Greetings from one of history’s greatest monsters! You know, one of those heartless assholes who sat down in a podcast studio yesterday– like we’ll be doing on a regular basis when major news breaks this season– to remark on just how odd it was that the Jays would bother signing a guaranteed deal for 2013 and 2014 with a pitcher who has thrown all of 21 big league innings since 2008.
This wholly benign and perfectly reasonable confusion has led to a tidal wave of froth coming at Parkes, Drew and I, for reasons that I can’t quite understand either– at least when they emanate from anyone who was able to comprehend what fans’ reaction would have been if the Baltimore OriLOLes had done a thing like this.
Compounding the confusion is the fact that I still actually feel the need to write about this, a deal which we acknowledged from the get-go was rather insignificant, monetarily– rather insignificant, monetarily he repeated for the umpteenth goddamn time– but was the result of processes that very obviously resonate better with fans overly hopeful that all will be right with a pitcher with so much unrealized potential than those of us who look at the should-be-completely-uncontroversial observation that 30-year-old pitchers who are trying to come back from a pair of rotator cuff surgeries have a ridiculously low success rate and say, yep, that makes sense.
Or… actually, I guess I know why I feel the need to keep writing about it: because I can’t escape this story, on Twitter, and especially in the comments of yesterday’s posts.
Yet in some minds we’re the ones forcing the issue, devoting far too much attention to something that we fully acknowledge is pretty trivial.
No. It’s just there has been so much incoherent pushback on this that it kinda blows my fucking mind, and I’m having a really difficult time letting it go by unnoticed. It’s about the money and not the term and the timing? We’re basing all this on one Keith Law scouting report from one three-inning start? We’re underselling the value of showing faith in a player? We haven’t seen his medicals or him pitching this spring, so we should shut the fuck up and fall in line?
My god, people. We all recognize that, at its very worst, this deal is hardly likely to ever have any kind of tangible impact on future transactions the club wants to make– save for maybe the odd bit of maneuvering at the very bottom of the roster, which isn’t nothing, but hardly qualifies as an outrage. That’s not the point.
What’s interesting about the deal, and worth questioning and debating, is the fact that the Jays have done something rather counterintuitive here by– again– guaranteeing a contract for the 2013 and 2014 seasons to a player they already control and who has pitched only 21 MLB innings since 2008.
We’ve heard a lot of interesting takes on why that might be. In fact, in the post I wrote about it, I wondered if this was indicative of a new paradigm in baseball, where what once was money allocated to the draft is being repurposed as the new CBA incentivises clubs to invest more in their big league roster. Others have suggested that it doesn’t need to be viewed any differently than a $3.5-million 1-year extension, with the added benefit of gaining extra team control and a show of faith in the player. Others still wonder if it will prevent clubs from claiming McGowan on waivers if the Jays ever feel the need to send him down, or if it might be a way to keep McGowan from filing a grievance if the Jays want to make some creative use of the DL.

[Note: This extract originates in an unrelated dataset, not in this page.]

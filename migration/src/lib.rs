pub mod migrations;
mod migrator;

pub use migrator::Migrator;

All of these notions may be flawed, but they’re interesting and constructive to discuss.
What’s not interesting to talk about– yet not worth quietly swallowing, either– are those views that we need to shut up, not worry about it, admit that because everybody says so we’re wrong, stop griping about money that isn’t ours, stop telling us how unlikely it is he’ll be able to stay healthy, and just accept it, because the front office knows better than we do.
I don’t think I should have to explain to anyone why that’s so.
So… that’s where we’re at. It’s not nearly so far apart as all the histrionics might make it appear, I don’t think.